To determine the factors influencing the resulting molecular weight of polysialic acid (PSA), batch fermentations by using Escherichia coli were conducted. It was found that temperature and pH were significant factors affecting the PSA production and its resulting molecular weight. When pH was set at 6.4, temperature of 37 °C was suitable for cell growth and PSA production while 33 °C facilitated production of higher molecular weight of PSA. pH 6.4 was favorable for PSA production while pH 7.4 was good for higher molecular weight of PSA at 37 °C. Intramolecular self-cleavage of PSA might lead to relatively low molecular weight under mild acidic condition. Our data suggest that the PSA molecular weight is significantly affected by the pH condition rather than the temperature.
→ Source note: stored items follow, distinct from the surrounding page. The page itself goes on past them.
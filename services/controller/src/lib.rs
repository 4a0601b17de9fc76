//! Game deployment reconciliation controller.
//!
//! Drives a fleet of identity-bearing workload instances toward the desired
//! state of a `GameDeployment`: the right number of instances, all on the
//! newest template revision, rolled out step by step under surge,
//! unavailability, and partition budgets, with external verification hooks
//! gating canary steps and instance deletion.
//!
//! ## Components
//!
//! - [`revision::RevisionStore`]: content-addressed template snapshots
//! - [`expectations::ExpectationStore`]: actions issued but not yet observed
//! - [`scale::ScaleEngine`]: creates and deletes instances
//! - [`update::UpdateEngine`]: moves instances to the update revision
//! - [`canary::CanaryOrchestrator`]: canary step state machine
//! - [`predelete::PreDeleteGate`]: hook-gated instance deletion
//! - [`controller::Controller`]: one reconcile pass per deployment key
//! - [`worker::WorkerPool`] and [`worker::EventDispatcher`]: the runtime
//!
//! The cluster API is reached only through [`cluster::ClusterClient`].

pub mod canary;
pub mod clock;
pub mod cluster;
pub mod config;
pub mod controller;
pub mod error;
pub mod expectations;
pub mod model;
pub mod predelete;
pub mod queue;
pub mod retry;
pub mod revision;
pub mod scale;
pub mod status;
pub mod update;
pub mod worker;

#[cfg(test)]
mod fixtures;

pub use clock::{Clock, ManualClock, SystemClock};
pub use cluster::{ClusterClient, ClusterError, ClusterEvent, ClusterObject, InMemoryCluster, TimeoutClient};
pub use config::ControllerConfig;
pub use controller::{Action, Controller};
pub use error::{ControllerError, ControllerResult};
pub use expectations::ExpectationStore;
pub use worker::{DeploymentQueue, EventDispatcher, WorkerPool};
It is concluded that the resulting PSA molecular weight not only depends on fermentation conditions but also relates to cell growth rate and PSA production rate. Higher PSA molecular weight was made when its production rate was faster than degradation rate. A novel two-stage pH control fermentation process for production of high molecular weight PSA was developed. At the first stage, pH was set at 6.4 to encourage cell growth and PSA production, whereas pH was set at 7.4 at the second stage to promote the formation of higher molecular weight PSA. PSA yield up to 5.65 g/L and its resulting molecular weight of 260 kDa was attained, the highest level ever reported.